Thanks noralou -- what a helpful answer!







I didn't think to ask my SIL who an SLP about it -- oops!









DS can say all the letters you mention without problem, and can actually stick his tongue out beyond his teeth a little bit, so I think we'll definitely continue to leave it alone and maybe just tell him about it when he's older and let him know that he's welcome to get it snipped if he chooses.


----------



## Kama82 (Mar 12, 2006)

I am fairly certian I have this problem, I can't stick my tongue out very far at all, I can lick ice cream but it makes my frenulum very very sore and inflamed if I do it too much. It does make kissing complicated and you really would be surprized how many things are similar to licking that make it sore.
I never had speech problems and I never breastfeed so I dunno about those things but I can say I DEFINATELY wish someone had clipped it when I was a baby.
As for why I haven't done it on my own. The first thing is that I haven't had reliable health insurance ever in my life and its not something I can afford to pay for out of pocket, the other thing is its really akward to go into the doctor and be like yeah I read about this condition online and I have it can you cure me please.
I don't think its a big thing, you aren't taking away a part of his body, I mean who would WANT to be tongue tied? Why NOT get fixed?


----------



## pigpokey (Feb 23, 2006)

OK, you guys have ragged on DIY. I said I would wait until he was old enough to sit there willingly and still, since his speech is good. If you have a willing subject it's easy to see where the simple thin membrane is and the salivary glands are on the lower part.

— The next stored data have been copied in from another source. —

use serde::{Deserialize, Serialize};

use crate::bbox::{bbox_union, make_translation, transformed_bbox, BoundingBox};
use crate::homography::{compute_homography, CorrespondencePair, HomographyError};
use crate::warp::{apply_homography, apply_homography_fast, Interpolation, WarpError};
use crate::{Homography, Image};

/// Errors returned by the stitcher.
#[derive(thiserror::Error, Debug, Clone, PartialEq)]
pub enum StitchError {
    #[error(transparent)]
    Homography(#[from] HomographyError),
    #[error(transparent)]
    Warp(#[from] WarpError),
    #[error("images have different channel counts ({im1} vs {im2})")]
    ChannelMismatch { im1: usize, im2: usize },
    #[error("the first image does not have a bounded footprint under the estimated homography")]
    UnboundedFootprint,
    #[error("output canvas {width}x{height} exceeds the configured pixel limit")]
    CanvasTooLarge { width: usize, height: usize },
}

/// Configuration for [`stitch_with`].
#[derive(Clone, Debug, PartialEq, Serialize, Deserialize)]
#[serde(default)]
pub struct StitchParams {
    /// Sampling method for both warps.
    pub interpolation: Interpolation,
    /// Restrict each warp to the projected footprint of its source.
    pub fast: bool,
    /// Upper bound on `width * height` of the output canvas.
    pub max_output_pixels: usize,
}

impl Default for StitchParams {
    fn default() -> Self {
        Self {
            interpolation: Interpolation::Bilinear,
            fast: true,
            max_output_pixels: 64 * 1024 * 1024,
        }
    }
}

/// A stitched panorama together with the geometry that produced it.
#[derive(Clone, Debug)]
pub struct StitchResult {
    pub panorama: Image,
    /// Maps `im1` pixels into the frame of `im2`.
    pub h_im2_from_im1: Homography,
    /// Maps the frame of `im2` onto the output canvas.
    pub translation: Homography,
    /// Footprint of `im1` in the frame of `im2`.
    pub bbox_im1: BoundingBox,
    pub bbox_im2: BoundingBox,
    /// Union of both footprints; its size is the canvas size.
    pub union: BoundingBox,
}

/// Stitch `im1` onto `im2` with [`StitchParams::default`].
pub fn stitch(
    im1: &Image,
    im2: &Image,
    correspondences: &[CorrespondencePair; 4],
) -> Result<Image, StitchError> {
    stitch_with(im1, im2, correspondences, &StitchParams::default())
}

pub fn stitch_with(
    im1: &Image,
    im2: &Image,
    correspondences: &[CorrespondencePair; 4],
    params: &StitchParams,
) -> Result<Image, StitchError> {
    stitch_detailed(im1, im2, correspondences, params).map(|r| r.panorama)
}

/// Warp `im1` into the frame of `im2` and composite both onto one canvas.
///
/// `correspondences[k].point1` lies in `im1`, `point2` in `im2`. The canvas
/// is the union of both footprints, shifted so its top-left is the origin.
/// `im2` is drawn first and `im1` second, so `im1` wins in the overlap.
#[cfg_attr(
    feature = "tracing",
    tracing::instrument(
        level = "info",
        skip_all,
        fields(im1_w = im1.width, im1_h = im1.height, im2_w = im2.width, im2_h = im2.height)
    )
)]
pub fn stitch_detailed(
    im1: &Image,
    im2: &Image,
    correspondences: &[CorrespondencePair; 4],
    params: &StitchParams,
) -> Result<StitchResult, StitchError> {
    if im1.channels != im2.channels {
        return Err(StitchError::ChannelMismatch {
            im1: im1.channels,
            im2: im2.channels,
        });
    }

    let h = compute_homography(correspondences)?;

    let bbox_im1 =
        transformed_bbox(im1.width, im1.height, &h).ok_or(StitchError::UnboundedFootprint)?;
    let bbox_im2 = BoundingBox::from_size(im2.width, im2.height);
    let union = bbox_union(bbox_im1, bbox_im2);
    let translation = make_translation(union);
    log::debug!(
        "stitch boxes: im1 {:?}, im2 {:?}, union {:?}",
        bbox_im1,
        bbox_im2,
        union
    );

    let (width, height) = (union.width(), union.height());
    if width.saturating_mul(height) > params.max_output_pixels {
        return Err(StitchError::CanvasTooLarge { width, height });
    }

    let mut panorama = Image::new(width, height, im1.channels);
    let warp: fn(&Image, &Homography, &mut Image, Interpolation) -> Result<(), WarpError> =
        if params.fast {
            apply_homography_fast
        } else {
            apply_homography
        };
    warp(im2, &translation, &mut panorama, params.interpolation)?;
    warp(im1, &(translation * h), &mut panorama, params.interpolation)?;

    log::info!(
        "stitched {}x{} + {}x{} into {}x{} canvas",
        im1.width,
        im1.height,
        im2.width,
        im2.height,
        width,
        height
    );

    Ok(StitchResult {
        panorama,
        h_im2_from_im1: h,
        translation,
        bbox_im1,
        bbox_im2,
        union,
    })
}

#[cfg(test)]
mod tests {
    use super::*;
    use nalgebra::Point2;

    fn square_pairs(dx: f64, dy: f64) -> [CorrespondencePair; 4] {
        [(0.0, 0.0), (8.0, 0.0), (8.0, 6.0), (0.0, 6.0)]
            .map(|(x, y)| CorrespondencePair::from_coords(x, y, x + dx, y + dy))
    }

    #[test]
    fn pure_shift_places_both_images() {
        let im1 = Image::filled(10, 8, 1, 1.0);
        let im2 = Image::filled(12, 8, 1, 0.5);

        // im1 sits 6 px to the left and 2 px above im2
        let res = stitch_detailed(&im1, &im2, &square_pairs(-6.0, -2.0), &StitchParams::default())
            .expect("stitch");

        assert_eq!(res.bbox_im1, BoundingBox::new(-6, -2, 4, 6));
        assert_eq!(res.union, BoundingBox::new(-6, -2, 12, 8));
        assert_eq!((res.panorama.width, res.panorama.height), (18, 10));

        let p = &res.panorama;
        // im1 area (drawn last)
        assert_eq!(p[(1, 1, 0)], 1.0);
        assert_eq!(p[(9, 7, 0)], 1.0);
        // im2 only
        assert_eq!(p[(15, 5, 0)], 0.5);
        // covered by neither
        assert_eq!(p[(17, 0, 0)], 0.0);
        assert_eq!(p[(0, 9, 0)], 0.0);
    }

    #[test]
    fn output_size_matches_union_box() {
        let im1 = Image::filled(40, 30, 3, 0.2);
        let im2 = Image::filled(50, 35, 3, 0.8);
        let pairs = [
            CorrespondencePair::from_coords(0.0, 0.0, 20.0, 5.0),
            CorrespondencePair::from_coords(40.0, 0.0, 62.0, 2.0),
            CorrespondencePair::from_coords(40.0, 30.0, 61.0, 36.0),
            CorrespondencePair::from_coords(0.0, 30.0, 21.0, 33.0),
        ];

        let res = stitch_detailed(&im1, &im2, &pairs, &StitchParams::default()).expect("stitch");
        let expected = bbox_union(
            transformed_bbox(40, 30, &res.h_im2_from_im1).expect("bounded"),
            BoundingBox::from_size(50, 35),
        );
        assert_eq!(res.union, expected);
        assert_eq!(res.panorama.width, expected.width());
        assert_eq!(res.panorama.height, expected.height());
        assert_eq!(res.panorama.channels, 3);

        // im2's origin lands at -union.min in the canvas
        let o = res.translation.apply(Point2::new(0.0, 0.0));
        assert_eq!((o.x, o.y), (-expected.min_x as f64, -expected.min_y as f64));
    }

    #[test]
    fn fast_and_full_stitch_agree() {
        let im1 = Image::from_fn(24, 18, 1, |x, y, _| ((x + 2 * y) % 5) as f32 / 4.0);
        let im2 = Image::from_fn(24, 18, 1, |x, y, _| ((3 * x + y) % 7) as f32 / 6.0);
        let pairs = [
            CorrespondencePair::from_coords(0.0, 0.0, 10.0, 3.0),
            CorrespondencePair::from_coords(24.0, 0.0, 33.0, 1.0),
            CorrespondencePair::from_coords(24.0, 18.0, 35.0, 20.0),
            CorrespondencePair::from_coords(0.0, 18.0, 9.0, 19.0),
        ];
        for interpolation in [Interpolation::Nearest, Interpolation::Bilinear] {
            let fast = StitchParams {
                interpolation,
                fast: true,
                ..StitchParams::default()
            };
            let full = StitchParams {
                fast: false,
                ..fast.clone()
            };
            assert_eq!(
                stitch_with(&im1, &im2, &pairs, &fast).expect("fast"),
                stitch_with(&im1, &im2, &pairs, &full).expect("full")
            );
        }
    }

    #[test]
    fn degenerate_correspondences_fail() {
        let im = Image::new(8, 8, 1);
        let mut pairs = square_pairs(1.0, 1.0);
        pairs[1] = pairs[0];
        assert!(matches!(
            stitch(&im, &im, &pairs),
            Err(StitchError::Homography(HomographyError::Degenerate { .. }))
        ));
    }

    #[test]
    fn billions_wide_footprint_is_rejected_by_size() {
        let im = Image::new(2, 2, 1);
        let pairs = [
            CorrespondencePair::from_coords(0.0, 0.0, -2e9, 0.0),
            CorrespondencePair::from_coords(2.0, 0.0, 2e9, 0.0),
            CorrespondencePair::from_coords(2.0, 2.0, 2e9, 1e6),
            CorrespondencePair::from_coords(0.0, 2.0, -2e9, 1e6),
        ];
        match stitch(&im, &im, &pairs) {
            Err(StitchError::CanvasTooLarge { width, height }) => {
                assert!((4_000_000_000..=4_000_000_002).contains(&width), "{width}");
                assert!((1_000_000..=1_000_002).contains(&height), "{height}");
            }
            other => panic!("expected CanvasTooLarge, got {other:?}"),
        }
    }

    #[test]
    fn channel_mismatch_fails_before_solving() {
        let im1 = Image::new(8, 8, 1);
        let im2 = Image::new(8, 8, 3);
        assert_eq!(
            stitch(&im1, &im2, &square_pairs(0.0, 0.0)),
            Err(StitchError::ChannelMismatch { im1: 1, im2: 3 })
        );
    }

    #[test]
    fn oversized_canvas_is_rejected() {
        let im = Image::new(8, 8, 1);
        let params = StitchParams {
            max_output_pixels: 100,
            ..StitchParams::default()
        };
        assert_eq!(
            stitch_with(&im, &im, &square_pairs(20.0, 0.0), &params),
            Err(StitchError::CanvasTooLarge {
                width: 28,
                height: 8
            })
        );
    }

    #[test]
    fn params_deserialize_with_defaults() {
        let p: StitchParams = serde_json::from_str(r#"{"interpolation": "nearest"}"#).expect("json");
        assert_eq!(p.interpolation, Interpolation::Nearest);
        assert!(p.fast);
        assert_eq!(p.max_output_pixels, StitchParams::default().max_output_pixels);
    }
}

As a newborn, a doctor gave us our blessings to notch it at home initially, loaned me the surgical scissors, and said that her own son busted his on a toy when he was six months old. Furthermore she'd never done it (she's in her 50s) but come on down to the office if I wanted to. Lessee, ah, nothanks.

Anesthesia is not without risks, too, so pick your risk. There was a rat study showing that baby rats getting anesthesia had brain damage / changes.


----------



## darciedoodle (May 30, 2005)

We did not have our daughters clipped and she is now 2 1/2 and it seems to have gotten better than when she was first born. It didn't effect her nursing and doesn't seem to effect her speech so I think we'll leave it alone. She can even say "I am tongue tied".

I had mine clipped when I was about 10, but I don't know why, I didn't have a speech problem. I guess the doctor needed to make a boat payment. Mine didn't really change my life when it got cut.


----------



## ann_of_loxley (Sep 21, 2007)

My son is tongue tied - and intact! hehe








Unfortunatly it DID affect his nursing







...and I NEVER got any help for this - silly me with my first child to trust those around me I thought I could trust...only for them to tell me I should put him on formula







.... I am proud to say that I pumped for him though!








So far - it hasnt effected his speech yet either...but hes only 2 so we shall see!

Both my dh and I were born tongue tied - this didnt cause speech issues with my dh but his MIL says he couldnt nurse either (and as that was 34 years ago, I doubt she got the help for that!) - but it did cause speech issues for me (not nursing ones though! lol) and I had to get it snipped when I was 8 years old... OUCH!









So...because of this ....the fact that BOTH dh and I have the 'tongue-tie' gene - I can only expect my next child to be tongue tied as well!... I have a friend whos daughter was born tongue tied and to help her nurse she would massage the frenulum to help 'stretch' it out to help with nursing and she is proudly still nursing her nearly 2 year old daughter!







)....
I have also heard that they can 'snip' it right away after birth and that this is 'pain' free for the child? (also bloodless as if you do it right after they are born, no blood vessels have formed in that part of the mouth yet?) - Is that true!







....Any other advice on this would be great as well! - Glad I saw this thread, I will ive it a good read through a bit late when I have the time!

Thank you!


----------



## ErikaLeigh (Dec 24, 2006)

Z had to have his done around a year. It was affecting his nursing, eating, and speech skills.

Now you can't get him to stop talking or eating


----------



## limabean (Aug 31, 2005)

Quote:


Originally Posted by *ann_of_loxley* 
I have also heard that they can 'snip' it right away after birth and that this is 'pain' free for the child? (also bloodless as if you do it right after they are born, no blood vessels have formed in that part of the mouth yet?) - Is that true!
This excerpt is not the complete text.